[Extracted information]
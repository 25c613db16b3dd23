//! JSON metrics formatter
//!
//! One JSON object per report, for machine parsing:
//!
//! ```json
//! {
//!   "type": "tally_metrics",
//!   "pipeline": { "dispatched": 84000, "unmatched": 12, ... },
//!   "sources": [{ "id": "udp", "type": "udp", "received": 9000, ... }],
//!   "sinks": [{ "id": "warehouse", "type": "file", "queue_depth": 4, ... }],
//!   "rates": { "dispatched_per_sec": 1200.0, ... }
//! }
//! ```

use serde::Serialize;

use super::MetricsFormatter;
use crate::{CollectedMetrics, MetricsRates, PipelineSnapshot, SinkMetricsSnapshot, SourceMetricsSnapshot};

/// JSON metrics formatter
#[derive(Debug, Clone, Default)]
pub struct JsonFormatter;

impl JsonFormatter {
    pub fn new() -> Self {
        Self
    }
}

#[derive(Serialize)]
struct ReportJson<'a> {
    #[serde(rename = "type")]
    report_type: &'static str,
    #[serde(skip_serializing_if = "Option::is_none")]
    pipeline: Option<&'a PipelineSnapshot>,
    #[serde(skip_serializing_if = "Vec::is_empty")]
    sources: Vec<SourceJson<'a>>,
    #[serde(skip_serializing_if = "Vec::is_empty")]
    sinks: Vec<SinkJson<'a>>,
    #[serde(skip_serializing_if = "Option::is_none")]
    rates: Option<&'a MetricsRates>,
}

#[derive(Serialize)]
struct SourceJson<'a> {
    id: &'a str,
    #[serde(rename = "type")]
    source_type: &'a str,
    #[serde(flatten)]
    snapshot: &'a SourceMetricsSnapshot,
}

#[derive(Serialize)]
struct SinkJson<'a> {
    id: &'a str,
    #[serde(rename = "type")]
    sink_type: &'a str,
    #[serde(flatten)]
    snapshot: &'a SinkMetricsSnapshot,
}

impl MetricsFormatter for JsonFormatter {
    fn format(&self, metrics: &CollectedMetrics, rates: Option<&MetricsRates>) -> String {
        let report = ReportJson {
            report_type: "tally_metrics",
            pipeline: metrics.pipeline.as_ref(),
            sources: metrics
                .sources
                .iter()
                .map(|s| SourceJson {
                    id: &s.id,
                    source_type: &s.source_type,
                    snapshot: &s.snapshot,
                })
                .collect(),
            sinks: metrics
                .sinks
                .iter()
                .map(|s| SinkJson {
                    id: &s.id,
                    sink_type: &s.sink_type,
                    snapshot: &s.snapshot,
                })
                .collect(),
            rates,
        };
        serde_json::to_string(&report).unwrap_or_else(|e| format!(r#"{{"error":"{e}"}}"#))
    }
}

#[cfg(test)]
mod tests {
    use super::*;
    use crate::CollectedSink;

    #[test]
    fn test_format_json() {
        let metrics = CollectedMetrics {
            timestamp: None,
            pipeline: Some(PipelineSnapshot {
                dispatched: 5,
                reloads: 1,
                ..Default::default()
            }),
            sources: vec![],
            sinks: vec![CollectedSink {
                id: "warehouse".into(),
                sink_type: "memory".into(),
                snapshot: SinkMetricsSnapshot {
                    discarded: 3,
                    ..Default::default()
                },
            }],
        };

        let output = JsonFormatter::new().format(&metrics, None);
        let value: serde_json::Value = serde_json::from_str(&output).unwrap();
        assert_eq!(value["type"], "tally_metrics");
        assert_eq!(value["pipeline"]["dispatched"], 5);
        assert_eq!(value["pipeline"]["reloads"], 1);
        assert_eq!(value["sinks"][0]["id"], "warehouse");
        assert_eq!(value["sinks"][0]["type"], "memory");
        assert_eq!(value["sinks"][0]["discarded"], 3);
        assert!(value.get("sources").is_none());
        assert!(value.get("rates").is_none());
    }
}
//! Metrics reporting configuration
//!
//! Counters are always kept; this section controls how often and in which
//! format the reporter logs them.

use serde::Deserialize;
use std::time::Duration;

/// Metrics output format
#[derive(Debug, Clone, Copy, Default, Deserialize, PartialEq, Eq)]
#[serde(rename_all = "lowercase")]
pub enum MetricsFormat {
    /// Human-readable output (default)
    #[default]
    Human,
    /// JSON structured output
    Json,
}

/// Metrics configuration
///
/// # Example
///
/// ```toml
/// [metrics]
/// enabled = true
/// interval = "60s"
/// format = "json"
/// include_sinks = false
/// ```
#[derive(Debug, Clone, Deserialize)]
#[serde(default)]
pub struct MetricsConfig {
    /// Default: true
    pub enabled: bool,

    /// Reporting interval
    /// Default: 60s
    #[serde(with = "humantime_serde")]
    pub interval: Duration,

    /// Default: human
    pub format: MetricsFormat,

    /// Include pipeline manager counters
    pub include_pipelines: bool,

    /// Include poll scheduler and listener counters
    pub include_sources: bool,

    /// Include per-sink delivery counters
    pub include_sinks: bool,
}

impl Default for MetricsConfig {
    fn default() -> Self {
        Self {
            enabled: true,
            interval: Duration::from_secs(60),
            format: MetricsFormat::Human,
            include_pipelines: true,
            include_sources: true,
            include_sinks: true,
        }
    }
}
//! Noop Transformer - Pass-through transformer for testing
//!
//! The `NoopTransformer` passes samples through unchanged. It's useful for
//! exercising chain plumbing and as a placeholder stage in configs.

use tally_config::TransformerInstanceConfig;
use tally_protocol::Sample;

use crate::registry::TransformerFactory;
use crate::{TransformResult, Transformer};


/// A transformer that passes samples through unchanged
#[derive(Debug, Clone, Copy)]
pub struct NoopTransformer {
    enabled: bool,
}

impl NoopTransformer {
    /// Create a new noop transformer
    #[inline]
    pub const fn new() -> Self {
        Self { enabled: true }
    }

    /// Create a disabled noop transformer
    #[inline]
    pub const fn disabled() -> Self {
        Self { enabled: false }
    }
}

impl Default for NoopTransformer {
    fn default() -> Self {
        Self::new()
    }
}

impl Transformer for NoopTransformer {
    fn transform(&mut self, sample: Sample) -> TransformResult<Vec<Sample>> {
        Ok(vec![sample])
    }

    fn name(&self) -> &'static str {
        "noop"
    }

    fn enabled(&self) -> bool {
        self.enabled
    }
}

/// Factory for the `noop` type
#[derive(Debug, Clone, Copy, Default)]
pub struct NoopFactory;

impl TransformerFactory for NoopFactory {
    fn create(&self, config: &TransformerInstanceConfig) -> TransformResult<Box<dyn Transformer>> {
        if config.enabled {
            Ok(Box::new(NoopTransformer::new()))
        } else {
            Ok(Box::new(NoopTransformer::disabled()))
        }
    }

    fn name(&self) -> &'static str {
        "noop"
    }
}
[/Extracted information]
§ **Required action**: Which lines of the records above hold the word "false"? Copy each one out.

§ **Answer to this task**:
/// include_sinks = false
        Self { enabled: false }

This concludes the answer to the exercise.